[DIRECTIONS] Provide an exact copy of the lines from the beginning of the records through the line that includes "delivered += 1;", and of no others.

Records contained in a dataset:
=-=-=-=-=
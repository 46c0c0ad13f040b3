// src/watch/mock.rs

use std::fmt;
use std::path::{Path, PathBuf};
use std::sync::atomic::{AtomicBool, Ordering};
use std::sync::{Arc, Mutex, PoisonError};

use super::{ChangeKind, ChangeSink, FileChange, WatchBackend, WatchError, WatchHandle};

/// Test backend: subscriptions are recorded, and tests deliver synthetic
/// change notifications with [`MockBackend::fire`]. A closed handle stops
/// delivery for its subscription but keeps it visible to assertions.
#[derive(Clone, Default)]
pub struct MockBackend {
    inner: Arc<Mutex<Vec<MockSubscription>>>,
}

struct MockSubscription {
    path: PathBuf,
    sink: ChangeSink,
    closed: Arc<AtomicBool>,
}

impl MockBackend {
    pub fn new() -> Self {
        Self::default()
    }

    /// Deliver a change to every live subscription watching `path`.
    /// Returns how many sinks were invoked.
    pub fn fire(&self, path: &Path, kind: ChangeKind) -> usize {
        let subs = self.lock();
        let mut delivered = 0;
        for sub in subs.iter() {
            if sub.path == path && !sub.closed.load(Ordering::SeqCst) {
                (sub.sink)(FileChange {
                    path: path.to_path_buf(),
                    kind,
                });
                delivered += 1;
            }
        }
        delivered
    }

    /// Paths of all subscriptions ever made, in subscription order.
    pub fn watched_paths(&self) -> Vec<PathBuf> {
        self.lock().iter().map(|s| s.path.clone()).collect()
    }

    /// Number of subscriptions that have not been closed.
    pub fn live_count(&self) -> usize {
        self.lock()
            .iter()
            .filter(|s| !s.closed.load(Ordering::SeqCst))
            .count()
    }

    fn lock(&self) -> std::sync::MutexGuard<'_, Vec<MockSubscription>> {
        self.inner.lock().unwrap_or_else(PoisonError::into_inner)
    }
}

impl fmt::Debug for MockBackend {
    fn fmt(&self, f: &mut fmt::Formatter<'_>) -> fmt::Result {
        f.debug_struct("MockBackend")
            .field("subscriptions", &self.lock().len())
            .finish()
    }
}

#[derive(Debug)]
pub struct MockHandle {
    path: PathBuf,
    closed: Arc<AtomicBool>,
}

impl WatchHandle for MockHandle {
    fn close(&mut self) {
        self.closed.store(true, Ordering::SeqCst);
    }
}

impl WatchBackend for MockBackend {
    fn subscribe(
        &self,
        path: &Path,
        sink: ChangeSink,
    ) -> Result<Box<dyn WatchHandle>, WatchError> {
        let closed = Arc::new(AtomicBool::new(false));
        self.lock().push(MockSubscription {
            path: path.to_path_buf(),
            sink,
            closed: Arc::clone(&closed),
        });
        Ok(Box::new(MockHandle {
            path: path.to_path_buf(),
            closed,
        }))
    }
}
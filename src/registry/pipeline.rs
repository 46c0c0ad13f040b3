// src/registry/pipeline.rs

//! Debounce/reload pipeline.
//!
//! Raw watch notifications are forwarded by the per-entry watcher sinks
//! into one unbounded channel; a single spawned task consumes them and
//! drives a two-state machine per entry:
//!
//! - `Idle → PendingReload`: the first content change arms a one-shot
//!   timer for the configured delay. Further changes while the timer is
//!   armed are coalesced; the timer is neither reset nor duplicated.
//! - `PendingReload → Idle`: on expiry, re-resolve (drop the loader's
//!   cached state for the source), re-load, install the new artifact and
//!   emit `Reload`.
//!
//! Only `ChangeKind::Content` notifications arm the timer; removals and
//! metadata noise are logged and dropped.
//!
//! Every sink and timer callback carries the entry generation it was
//! scheduled under. Unregister and destroy cancel timers and close
//! watchers, but close is not guaranteed instantaneous on every platform,
//! so each callback re-validates the generation and the destroyed flag
//! before touching anything. The load itself runs with the state lock
//! released; readers keep observing the previous artifact until the new
//! one is installed, and installation re-validates the generation once
//! more.
//!
//! A failed scheduled reload keeps the last good artifact and emits
//! `ReloadFailed`; the next change notification arms a fresh timer.

use std::path::PathBuf;
use std::sync::{Arc, Weak};

use tokio::sync::mpsc::UnboundedReceiver;
use tracing::{debug, warn};

use crate::errors::{RegistryError, Result};
use crate::events::RegistryEvent;
use crate::loader::LoaderError;
use crate::types::{ArtifactState, ModuleSource, SharedArtifact};
use crate::watch::ChangeKind;

use super::RegistryInner;

/// Message from a watcher sink (or destroy) into the pipeline task.
#[derive(Debug)]
pub(crate) enum ChangeNotice {
    Change {
        name: String,
        generation: u64,
        kind: ChangeKind,
    },
    Shutdown,
}

/// Pipeline event loop. Holds only a weak reference so a dropped registry
/// shuts the loop down via the closed channel.
pub(crate) async fn run(inner: Weak<RegistryInner>, mut rx: UnboundedReceiver<ChangeNotice>) {
    debug!("reload pipeline started");
    while let Some(notice) = rx.recv().await {
        match notice {
            ChangeNotice::Shutdown => break,
            ChangeNotice::Change {
                name,
                generation,
                kind,
            } => {
                let Some(inner) = inner.upgrade() else { break };
                handle_change(&inner, &name, generation, kind);
            }
        }
    }
    debug!("reload pipeline finished");
}

/// `Idle → PendingReload` transition.
fn handle_change(inner: &Arc<RegistryInner>, name: &str, generation: u64, kind: ChangeKind) {
    if kind != ChangeKind::Content {
        debug!(name, ?kind, "ignoring non-content change");
        return;
    }

    let mut state = inner.lock_state();
    if state.destroyed {
        return;
    }
    let Some(entry) = state.entries.get_mut(name) else {
        debug!(name, "change notification for unknown entry; dropping");
        return;
    };
    if entry.generation != generation {
        debug!(name, "stale change notification; dropping");
        return;
    }
    if entry.pending.is_some() {
        debug!(name, "reload already pending; coalescing");
        return;
    }

    debug!(name, delay = ?inner.options.delay, "arming reload timer");
    let weak = Arc::downgrade(inner);
    let delay = inner.options.delay;
    let timer_name = name.to_string();
    let timer = tokio::spawn(async move {
        tokio::time::sleep(delay).await;
        fire(weak, timer_name, generation);
    });
    entry.pending = Some(timer.abort_handle());
}

/// `PendingReload → Idle` transition, on timer expiry.
fn fire(weak: Weak<RegistryInner>, name: String, generation: u64) {
    let Some(inner) = weak.upgrade() else { return };

    // Re-validate and disarm under the lock before doing anything.
    let watched = {
        let mut state = inner.lock_state();
        if state.destroyed {
            return;
        }
        let Some(entry) = state.entries.get_mut(&name) else {
            return;
        };
        if entry.generation != generation {
            return;
        }
        entry.pending = None;
        entry.source.watched_path().to_path_buf()
    };

    match perform_reload(&inner, &name, generation) {
        Ok(Some(path)) => {
            inner.events.emit(&RegistryEvent::Reload { name, path });
        }
        Ok(None) => {
            // Superseded while loading; nothing to report.
        }
        Err(RegistryError::Destroyed) | Err(RegistryError::NotFound(_)) => {
            // Lost the race against destroy/unregister between validation
            // and execution.
        }
        Err(err) => {
            warn!(name = %name, error = %err, "scheduled reload failed; keeping last artifact");
            inner.events.emit(&RegistryEvent::ReloadFailed {
                name,
                path: watched,
                error: err.to_string(),
            });
        }
    }
}

/// Re-resolve + re-load an entry's source and install the new artifact.
///
/// Shared between the pipeline timer and manual `Registry::reload`. The
/// two can race; both run the full sequence and the last install wins,
/// which is safe because a reload is an idempotent function of on-disk
/// state. Returns the watched path on install, or `None` when the entry
/// was superseded (unregistered, re-registered or destroyed) mid-load.
pub(crate) fn perform_reload(
    inner: &RegistryInner,
    name: &str,
    expected_generation: u64,
) -> Result<Option<PathBuf>> {
    let source = {
        let state = inner.lock_state();
        if state.destroyed {
            return Err(RegistryError::Destroyed);
        }
        let Some(entry) = state.entries.get(name) else {
            return Err(RegistryError::NotFound(name.to_string()));
        };
        if entry.generation != expected_generation {
            return Ok(None);
        }
        entry.source.clone()
    };

    let loaded: std::result::Result<SharedArtifact, LoaderError> = match &source {
        ModuleSource::File { canonical } => {
            inner.loader.forget(canonical);
            inner.loader.load(canonical)
        }
        ModuleSource::Package { root, .. } => {
            // Drop cached state for every file under the package before
            // re-reading the manifest, so a changed "main" takes effect.
            inner.loader.forget_package(root);
            inner
                .loader
                .resolve_package_main(root)
                .and_then(|main| inner.loader.load(&main))
        }
    };
    let artifact = loaded.map_err(|source_err| RegistryError::LoadFailed {
        name: name.to_string(),
        source: source_err,
    })?;

    let mut state = inner.lock_state();
    if state.destroyed {
        return Ok(None);
    }
    let Some(entry) = state.entries.get_mut(name) else {
        return Ok(None);
    };
    if entry.generation != expected_generation {
        return Ok(None);
    }
    entry.artifact = ArtifactState::Loaded(artifact);
    debug!(name, path = ?source.watched_path(), "installed reloaded artifact");
    Ok(Some(source.watched_path().to_path_buf()))
}
// src/lib.rs

//! modreg — a live module registry.
//!
//! Callers register named bindings to on-disk code units (JSON module
//! files or installed packages), retrieve them by name, and optionally get
//! automatic cache invalidation and reload when the underlying source
//! changes on disk. Bursts of filesystem events are debounced into a
//! single reload; lookups never block on a reload in flight.
//!
//! ```no_run
//! use modreg::{Registry, RegistryOptions};
//!
//! #[tokio::main]
//! async fn main() -> anyhow::Result<()> {
//!     let registry = Registry::new(RegistryOptions::new().reload(true))?;
//!     registry.register("settings", "./settings")?;
//!     let name = registry.get_property("settings", "name")?;
//!     println!("settings.name = {name}");
//!     registry.destroy()?;
//!     Ok(())
//! }
//! ```
//!
//! Module loading and filesystem watching are capabilities behind the
//! [`loader::Loader`] and [`watch::WatchBackend`] traits; the production
//! implementations can be swapped out via [`Registry::with_backends`].

pub mod config;
pub mod errors;
pub mod events;
pub mod loader;
pub mod logging;
pub mod registry;
pub mod types;
pub mod watch;

pub use config::{DEFAULT_DELAY_MS, RawRegistryOptions, RegistryOptions};
pub use errors::{RegistryError, Result};
pub use events::{EventKind, ListenerId, RegistryEvent};
pub use registry::Registry;
pub use types::{ArtifactState, EntrySnapshot, ModuleSource, SharedArtifact};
=-=-=-=-=
[THE COMPLETED TASK]
repository 46c0c0ad13f040b3
// src/watch/mock.rs

use std::fmt;
use std::path::{Path, PathBuf};
use std::sync::atomic::{AtomicBool, Ordering};
use std::sync::{Arc, Mutex, PoisonError};

use super::{ChangeKind, ChangeSink, FileChange, WatchBackend, WatchError, WatchHandle};

/// Test backend: subscriptions are recorded, and tests deliver synthetic
/// change notifications with [`MockBackend::fire`]. A closed handle stops
/// delivery for its subscription but keeps it visible to assertions.
#[derive(Clone, Default)]
pub struct MockBackend {
    inner: Arc<Mutex<Vec<MockSubscription>>>,
}

struct MockSubscription {
    path: PathBuf,
    sink: ChangeSink,
    closed: Arc<AtomicBool>,
}

impl MockBackend {
    pub fn new() -> Self {
        Self::default()
    }

    /// Deliver a change to every live subscription watching `path`.
    /// Returns how many sinks were invoked.
    pub fn fire(&self, path: &Path, kind: ChangeKind) -> usize {
        let subs = self.lock();
        let mut delivered = 0;
        for sub in subs.iter() {
            if sub.path == path && !sub.closed.load(Ordering::SeqCst) {
                (sub.sink)(FileChange {
                    path: path.to_path_buf(),
                    kind,
                });
                delivered += 1;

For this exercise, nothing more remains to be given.